- **Your task**: Your task is to give the data again, exactly, with every line intact.
======== Supplied entries ========
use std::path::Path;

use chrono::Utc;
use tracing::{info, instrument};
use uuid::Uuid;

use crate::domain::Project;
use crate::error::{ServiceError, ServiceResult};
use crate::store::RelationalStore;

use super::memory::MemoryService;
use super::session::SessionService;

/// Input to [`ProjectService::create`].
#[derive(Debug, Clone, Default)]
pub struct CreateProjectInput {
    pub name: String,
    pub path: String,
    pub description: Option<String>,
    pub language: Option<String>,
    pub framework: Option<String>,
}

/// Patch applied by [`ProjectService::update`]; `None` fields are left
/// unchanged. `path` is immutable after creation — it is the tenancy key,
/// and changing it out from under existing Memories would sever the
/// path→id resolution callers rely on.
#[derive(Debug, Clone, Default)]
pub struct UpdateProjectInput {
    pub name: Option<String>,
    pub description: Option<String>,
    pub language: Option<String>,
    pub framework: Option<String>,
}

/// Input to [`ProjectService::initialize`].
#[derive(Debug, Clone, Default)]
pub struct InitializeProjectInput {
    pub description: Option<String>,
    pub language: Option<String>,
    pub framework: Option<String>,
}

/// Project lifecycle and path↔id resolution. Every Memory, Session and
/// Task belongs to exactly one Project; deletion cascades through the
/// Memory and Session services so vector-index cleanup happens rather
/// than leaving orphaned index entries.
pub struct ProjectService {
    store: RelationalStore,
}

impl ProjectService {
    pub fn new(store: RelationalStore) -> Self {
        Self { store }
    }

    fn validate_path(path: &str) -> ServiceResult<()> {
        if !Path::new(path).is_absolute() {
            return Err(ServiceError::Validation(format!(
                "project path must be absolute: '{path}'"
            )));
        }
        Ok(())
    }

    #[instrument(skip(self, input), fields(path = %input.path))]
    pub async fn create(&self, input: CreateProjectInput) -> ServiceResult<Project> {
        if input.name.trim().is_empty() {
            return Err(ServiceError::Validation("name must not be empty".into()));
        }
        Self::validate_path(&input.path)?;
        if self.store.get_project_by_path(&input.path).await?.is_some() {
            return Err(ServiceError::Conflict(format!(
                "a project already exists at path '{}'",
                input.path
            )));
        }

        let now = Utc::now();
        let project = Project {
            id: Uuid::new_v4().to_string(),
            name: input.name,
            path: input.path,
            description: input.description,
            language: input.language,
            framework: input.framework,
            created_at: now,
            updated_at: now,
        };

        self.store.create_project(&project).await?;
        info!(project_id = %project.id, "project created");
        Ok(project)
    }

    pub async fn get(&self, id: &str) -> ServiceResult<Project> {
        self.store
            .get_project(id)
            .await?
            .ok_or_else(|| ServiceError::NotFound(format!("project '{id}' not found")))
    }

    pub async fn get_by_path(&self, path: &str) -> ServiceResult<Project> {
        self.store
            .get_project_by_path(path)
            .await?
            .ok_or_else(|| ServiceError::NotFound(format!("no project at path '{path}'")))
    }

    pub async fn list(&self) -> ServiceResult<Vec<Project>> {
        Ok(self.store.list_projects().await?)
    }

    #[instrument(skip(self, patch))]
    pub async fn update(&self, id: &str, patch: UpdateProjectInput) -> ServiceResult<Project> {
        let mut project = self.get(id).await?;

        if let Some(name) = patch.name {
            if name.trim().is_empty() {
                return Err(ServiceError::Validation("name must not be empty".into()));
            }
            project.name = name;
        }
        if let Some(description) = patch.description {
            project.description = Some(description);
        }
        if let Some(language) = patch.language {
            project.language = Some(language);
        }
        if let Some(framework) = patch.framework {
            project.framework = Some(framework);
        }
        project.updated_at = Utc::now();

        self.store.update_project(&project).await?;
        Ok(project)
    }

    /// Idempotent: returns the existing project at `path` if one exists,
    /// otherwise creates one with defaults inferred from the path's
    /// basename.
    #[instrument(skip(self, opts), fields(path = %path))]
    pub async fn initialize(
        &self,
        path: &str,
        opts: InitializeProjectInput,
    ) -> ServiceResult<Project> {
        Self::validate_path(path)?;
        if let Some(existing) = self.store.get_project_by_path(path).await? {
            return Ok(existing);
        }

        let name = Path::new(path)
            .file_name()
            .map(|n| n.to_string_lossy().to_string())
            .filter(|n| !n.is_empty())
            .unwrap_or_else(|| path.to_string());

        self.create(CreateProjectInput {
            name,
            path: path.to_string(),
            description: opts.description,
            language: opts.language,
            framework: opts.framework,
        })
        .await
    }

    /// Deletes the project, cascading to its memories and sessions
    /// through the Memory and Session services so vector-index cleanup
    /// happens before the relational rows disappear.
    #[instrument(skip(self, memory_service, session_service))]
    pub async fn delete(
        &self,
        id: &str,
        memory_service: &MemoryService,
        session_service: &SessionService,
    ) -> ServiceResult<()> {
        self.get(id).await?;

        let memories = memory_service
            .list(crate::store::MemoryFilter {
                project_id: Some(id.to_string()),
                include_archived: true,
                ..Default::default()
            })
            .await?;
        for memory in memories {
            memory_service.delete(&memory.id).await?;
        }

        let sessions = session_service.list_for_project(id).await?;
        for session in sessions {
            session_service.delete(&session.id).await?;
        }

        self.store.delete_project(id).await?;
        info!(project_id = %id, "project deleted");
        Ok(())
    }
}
========
- **Exercise answer**:
use std::path::Path;

use chrono::Utc;
use tracing::{info, instrument};
use uuid::Uuid;

use crate::domain::Project;
use crate::error::{ServiceError, ServiceResult};
use crate::store::RelationalStore;

use super::memory::MemoryService;
use super::session::SessionService;

/// Input to [`ProjectService::create`].
#[derive(Debug, Clone, Default)]
pub struct CreateProjectInput {
    pub name: String,
    pub path: String,
    pub description: Option<String>,
    pub language: Option<String>,
    pub framework: Option<String>,
}

/// Patch applied by [`ProjectService::update`]; `None` fields are left
/// unchanged. `path` is immutable after creation — it is the tenancy key,
/// and changing it out from under existing Memories would sever the
/// path→id resolution callers rely on.
#[derive(Debug, Clone, Default)]
pub struct UpdateProjectInput {
    pub name: Option<String>,
    pub description: Option<String>,
    pub language: Option<String>,
    pub framework: Option<String>,
}

/// Input to [`ProjectService::initialize`].
#[derive(Debug, Clone, Default)]
pub struct InitializeProjectInput {
    pub description: Option<String>,
    pub language: Option<String>,
    pub framework: Option<String>,
}

/// Project lifecycle and path↔id resolution. Every Memory, Session and
/// Task belongs to exactly one Project; deletion cascades through the
/// Memory and Session services so vector-index cleanup happens rather
/// than leaving orphaned index entries.
pub struct ProjectService {
    store: RelationalStore,
}

impl ProjectService {
    pub fn new(store: RelationalStore) -> Self {
        Self { store }
    }

    fn validate_path(path: &str) -> ServiceResult<()> {
        if !Path::new(path).is_absolute() {
            return Err(ServiceError::Validation(format!(
                "project path must be absolute: '{path}'"
            )));
        }
        Ok(())
    }

    #[instrument(skip(self, input), fields(path = %input.path))]
    pub async fn create(&self, input: CreateProjectInput) -> ServiceResult<Project> {
        if input.name.trim().is_empty() {
            return Err(ServiceError::Validation("name must not be empty".into()));
        }
        Self::validate_path(&input.path)?;
        if self.store.get_project_by_path(&input.path).await?.is_some() {
            return Err(ServiceError::Conflict(format!(
                "a project already exists at path '{}'",
                input.path
            )));
        }

        let now = Utc::now();
        let project = Project {
            id: Uuid::new_v4().to_string(),
            name: input.name,
            path: input.path,
            description: input.description,
            language: input.language,
            framework: input.framework,
            created_at: now,
            updated_at: now,
        };

        self.store.create_project(&project).await?;
        info!(project_id = %project.id, "project created");
        Ok(project)
    }

    pub async fn get(&self, id: &str) -> ServiceResult<Project> {
        self.store
            .get_project(id)
            .await?
            .ok_or_else(|| ServiceError::NotFound(format!("project '{id}' not found")))
    }

    pub async fn get_by_path(&self, path: &str) -> ServiceResult<Project> {
        self.store
            .get_project_by_path(path)
            .await?
            .ok_or_else(|| ServiceError::NotFound(format!("no project at path '{path}'")))
    }

    pub async fn list(&self) -> ServiceResult<Vec<Project>> {
        Ok(self.store.list_projects().await?)
    }

    #[instrument(skip(self, patch))]
    pub async fn update(&self, id: &str, patch: UpdateProjectInput) -> ServiceResult<Project> {
        let mut project = self.get(id).await?;

        if let Some(name) = patch.name {
            if name.trim().is_empty() {
                return Err(ServiceError::Validation("name must not be empty".into()));
            }
            project.name = name;
        }
        if let Some(description) = patch.description {
            project.description = Some(description);
        }
        if let Some(language) = patch.language {
            project.language = Some(language);
        }
        if let Some(framework) = patch.framework {
            project.framework = Some(framework);
        }
        project.updated_at = Utc::now();

        self.store.update_project(&project).await?;
        Ok(project)
    }

    /// Idempotent: returns the existing project at `path` if one exists,
    /// otherwise creates one with defaults inferred from the path's
    /// basename.
    #[instrument(skip(self, opts), fields(path = %path))]
    pub async fn initialize(
        &self,
        path: &str,
        opts: InitializeProjectInput,
    ) -> ServiceResult<Project> {
        Self::validate_path(path)?;
        if let Some(existing) = self.store.get_project_by_path(path).await? {
            return Ok(existing);
        }

        let name = Path::new(path)
            .file_name()
            .map(|n| n.to_string_lossy().to_string())
            .filter(|n| !n.is_empty())
            .unwrap_or_else(|| path.to_string());

        self.create(CreateProjectInput {
            name,
            path: path.to_string(),
            description: opts.description,
            language: opts.language,
            framework: opts.framework,
        })
        .await
    }

    /// Deletes the project, cascading to its memories and sessions
    /// through the Memory and Session services so vector-index cleanup
    /// happens before the relational rows disappear.
    #[instrument(skip(self, memory_service, session_service))]
    pub async fn delete(
        &self,
        id: &str,
        memory_service: &MemoryService,
        session_service: &SessionService,
    ) -> ServiceResult<()> {
        self.get(id).await?;

        let memories = memory_service
            .list(crate::store::MemoryFilter {
                project_id: Some(id.to_string()),
                include_archived: true,
                ..Default::default()
            })
            .await?;
        for memory in memories {
            memory_service.delete(&memory.id).await?;
        }

        let sessions = session_service.list_for_project(id).await?;
        for session in sessions {
            session_service.delete(&session.id).await?;
        }

        self.store.delete_project(id).await?;
        info!(project_id = %id, "project deleted");
        Ok(())
    }
}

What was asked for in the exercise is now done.